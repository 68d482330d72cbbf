use chrono::{DateTime, Duration, Utc};
use serde::{Deserialize, Serialize};
use std::fmt;
use std::str::FromStr;

/// OHLCV bar data
#[derive(Debug, Clone, PartialEq, Serialize, Deserialize)]
pub struct Bar {
    pub timestamp: DateTime<Utc>,
    pub open: f64,
    pub high: f64,
    pub low: f64,
    pub close: f64,
    pub volume: f64,
}

/// One page of bars as returned by a market-data provider.
#[derive(Debug, Clone, Default)]
pub struct BarPage {
    pub bars: Vec<Bar>,
    pub next_page_token: Option<String>,
    /// Remaining request quota reported by the provider, if any
    pub quota_remaining: Option<u32>,
}

/// Parameters for a single bar request.
#[derive(Debug, Clone)]
pub struct BarRequest {
    pub symbol: String,
    pub timeframe: Timeframe,
    pub limit: usize,
    pub start: Option<DateTime<Utc>>,
    pub end: Option<DateTime<Utc>>,
    pub page_token: Option<String>,
}

impl BarRequest {
    pub fn new(symbol: impl Into<String>, timeframe: Timeframe, limit: usize) -> Self {
        Self {
            symbol: symbol.into(),
            timeframe,
            limit,
            start: None,
            end: None,
            page_token: None,
        }
    }
}

/// Closing prices for a symbol, oldest first.
#[derive(Debug, Clone)]
pub struct RecentCloses {
    pub symbol: String,
    pub closes: Vec<f64>,
    /// Timestamp of the newest bar (or fetch time when no bars came back)
    pub timestamp: DateTime<Utc>,
}

impl RecentCloses {
    pub fn latest(&self) -> Option<f64> {
        self.closes.last().copied()
    }
}

/// Bar timeframe supported by the polling scheduler.
#[derive(Debug, Clone, Copy, PartialEq, Eq, Hash, Serialize, Deserialize)]
pub enum Timeframe {
    #[serde(rename = "1m")]
    Minute1,
    #[serde(rename = "5m")]
    Minute5,
    #[serde(rename = "15m")]
    Minute15,
    #[serde(rename = "30m")]
    Minute30,
    #[serde(rename = "1h")]
    Hour1,
    #[serde(rename = "4h")]
    Hour4,
    #[serde(rename = "1d")]
    Day1,
}

impl Timeframe {
    pub fn to_minutes(&self) -> i64 {
        match self {
            Timeframe::Minute1 => 1,
            Timeframe::Minute5 => 5,
            Timeframe::Minute15 => 15,
            Timeframe::Minute30 => 30,
            Timeframe::Hour1 => 60,
            Timeframe::Hour4 => 240,
            Timeframe::Day1 => 1440,
        }
    }

    /// Short form used in settings and persisted rows ("5m", "1h", ...).
    pub fn as_str(&self) -> &'static str {
        match self {
            Timeframe::Minute1 => "1m",
            Timeframe::Minute5 => "5m",
            Timeframe::Minute15 => "15m",
            Timeframe::Minute30 => "30m",
            Timeframe::Hour1 => "1h",
            Timeframe::Hour4 => "4h",
            Timeframe::Day1 => "1d",
        }
    }

    /// How often a symbol on this timeframe is polled.
    pub fn poll_interval(&self) -> Duration {
        Duration::minutes(self.to_minutes())
    }

    /// Calendar window wide enough to contain `bars` bars of this timeframe,
    /// allowing for nights, weekends and holidays.
    pub fn lookback(&self, bars: usize) -> Duration {
        let bars = bars.max(1) as i64;
        match self {
            Timeframe::Day1 => Duration::days(bars * 2 + 7),
            _ => {
                // ~6.5 trading hours a day; pad for closed sessions
                let trading_minutes_per_day = 390;
                let days = (bars * self.to_minutes()) / trading_minutes_per_day + 1;
                Duration::days(days * 2 + 4)
            }
        }
    }
}

impl fmt::Display for Timeframe {
    fn fmt(&self, f: &mut fmt::Formatter<'_>) -> fmt::Result {
        f.write_str(self.as_str())
    }
}

impl FromStr for Timeframe {
    type Err = String;

    fn from_str(s: &str) -> Result<Self, Self::Err> {
        match s.trim().to_ascii_lowercase().as_str() {
            "1m" | "1min" => Ok(Timeframe::Minute1),
            "5m" | "5min" => Ok(Timeframe::Minute5),
            "15m" | "15min" => Ok(Timeframe::Minute15),
            "30m" | "30min" => Ok(Timeframe::Minute30),
            "1h" | "1hour" => Ok(Timeframe::Hour1),
            "4h" | "4hour" => Ok(Timeframe::Hour4),
            "1d" | "1day" | "daily" => Ok(Timeframe::Day1),
            other => Err(format!("unknown timeframe '{}'", other)),
        }
    }
}

#[cfg(test)]
mod tests {
    use super::*;

    #[test]
    fn timeframe_round_trips_short_form() {
        for tf in [
            Timeframe::Minute1,
            Timeframe::Minute5,
            Timeframe::Minute15,
            Timeframe::Minute30,
            Timeframe::Hour1,
            Timeframe::Hour4,
            Timeframe::Day1,
        ] {
            assert_eq!(tf.as_str().parse::<Timeframe>().unwrap(), tf);
        }
    }

    #[test]
    fn timeframe_rejects_unknown() {
        assert!("2m".parse::<Timeframe>().is_err());
        assert!("".parse::<Timeframe>().is_err());
    }

    #[test]
    fn lookback_covers_requested_bars() {
        // 100 five-minute bars need at least two trading sessions
        assert!(Timeframe::Minute5.lookback(100) >= Duration::days(2));
        assert!(Timeframe::Day1.lookback(100) >= Duration::days(140));
    }
}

:: WHAT IS NEEDED ::
Every entry must be quoted exactly as it appears above.

:: SOLVED EXERCISE ::
repository 68d482330d72cbbf
use chrono::{DateTime, Duration, Utc};
use serde::{Deserialize, Serialize};
use std::fmt;
use std::str::FromStr;

/// OHLCV bar data
#[derive(Debug, Clone, PartialEq, Serialize, Deserialize)]
pub struct Bar {
    pub timestamp: DateTime<Utc>,
    pub open: f64,
    pub high: f64,
    pub low: f64,
    pub close: f64,
    pub volume: f64,
}

/// One page of bars as returned by a market-data provider.
#[derive(Debug, Clone, Default)]
pub struct BarPage {
    pub bars: Vec<Bar>,
    pub next_page_token: Option<String>,
    /// Remaining request quota reported by the provider, if any
    pub quota_remaining: Option<u32>,
}

/// Parameters for a single bar request.
#[derive(Debug, Clone)]
pub struct BarRequest {
    pub symbol: String,
    pub timeframe: Timeframe,
    pub limit: usize,
    pub start: Option<DateTime<Utc>>,
    pub end: Option<DateTime<Utc>>,
    pub page_token: Option<String>,
}

impl BarRequest {
    pub fn new(symbol: impl Into<String>, timeframe: Timeframe, limit: usize) -> Self {
        Self {
            symbol: symbol.into(),
            timeframe,
            limit,
            start: None,
            end: None,
            page_token: None,
        }
    }
}

/// Closing prices for a symbol, oldest first.
#[derive(Debug, Clone)]
pub struct RecentCloses {
    pub symbol: String,
    pub closes: Vec<f64>,
    /// Timestamp of the newest bar (or fetch time when no bars came back)
    pub timestamp: DateTime<Utc>,
}

impl RecentCloses {
    pub fn latest(&self) -> Option<f64> {
        self.closes.last().copied()
    }
}

/// Bar timeframe supported by the polling scheduler.
#[derive(Debug, Clone, Copy, PartialEq, Eq, Hash, Serialize, Deserialize)]
pub enum Timeframe {
    #[serde(rename = "1m")]
    Minute1,
    #[serde(rename = "5m")]
    Minute5,
    #[serde(rename = "15m")]
    Minute15,
    #[serde(rename = "30m")]
    Minute30,
    #[serde(rename = "1h")]
    Hour1,
    #[serde(rename = "4h")]
    Hour4,
    #[serde(rename = "1d")]
    Day1,
}

impl Timeframe {
    pub fn to_minutes(&self) -> i64 {
        match self {
            Timeframe::Minute1 => 1,
            Timeframe::Minute5 => 5,
            Timeframe::Minute15 => 15,
            Timeframe::Minute30 => 30,
            Timeframe::Hour1 => 60,
            Timeframe::Hour4 => 240,
            Timeframe::Day1 => 1440,
        }
    }

    /// Short form used in settings and persisted rows ("5m", "1h", ...).
    pub fn as_str(&self) -> &'static str {
        match self {
            Timeframe::Minute1 => "1m",
            Timeframe::Minute5 => "5m",
            Timeframe::Minute15 => "15m",
            Timeframe::Minute30 => "30m",
            Timeframe::Hour1 => "1h",
            Timeframe::Hour4 => "4h",
            Timeframe::Day1 => "1d",
        }
    }

    /// How often a symbol on this timeframe is polled.
    pub fn poll_interval(&self) -> Duration {
        Duration::minutes(self.to_minutes())
    }

    /// Calendar window wide enough to contain `bars` bars of this timeframe,
    /// allowing for nights, weekends and holidays.
    pub fn lookback(&self, bars: usize) -> Duration {
        let bars = bars.max(1) as i64;
        match self {
            Timeframe::Day1 => Duration::days(bars * 2 + 7),
            _ => {
                // ~6.5 trading hours a day; pad for closed sessions
                let trading_minutes_per_day = 390;
                let days = (bars * self.to_minutes()) / trading_minutes_per_day + 1;
                Duration::days(days * 2 + 4)
            }
        }
    }
}

impl fmt::Display for Timeframe {
    fn fmt(&self, f: &mut fmt::Formatter<'_>) -> fmt::Result {
        f.write_str(self.as_str())
    }
}

impl FromStr for Timeframe {
    type Err = String;

    fn from_str(s: &str) -> Result<Self, Self::Err> {
        match s.trim().to_ascii_lowercase().as_str() {
            "1m" | "1min" => Ok(Timeframe::Minute1),
            "5m" | "5min" => Ok(Timeframe::Minute5),
            "15m" | "15min" => Ok(Timeframe::Minute15),
            "30m" | "30min" => Ok(Timeframe::Minute30),
            "1h" | "1hour" => Ok(Timeframe::Hour1),
            "4h" | "4hour" => Ok(Timeframe::Hour4),
            "1d" | "1day" | "daily" => Ok(Timeframe::Day1),
            other => Err(format!("unknown timeframe '{}'", other)),
        }
    }
}

#[cfg(test)]
mod tests {
    use super::*;

    #[test]
    fn timeframe_round_trips_short_form() {
        for tf in [
            Timeframe::Minute1,
            Timeframe::Minute5,
            Timeframe::Minute15,
            Timeframe::Minute30,
            Timeframe::Hour1,
            Timeframe::Hour4,
            Timeframe::Day1,
        ] {
            assert_eq!(tf.as_str().parse::<Timeframe>().unwrap(), tf);
        }
    }

    #[test]
    fn timeframe_rejects_unknown() {
        assert!("2m".parse::<Timeframe>().is_err());
        assert!("".parse::<Timeframe>().is_err());
    }

    #[test]
    fn lookback_covers_requested_bars() {
        // 100 five-minute bars need at least two trading sessions
        assert!(Timeframe::Minute5.lookback(100) >= Duration::days(2));
        assert!(Timeframe::Day1.lookback(100) >= Duration::days(140));
    }
}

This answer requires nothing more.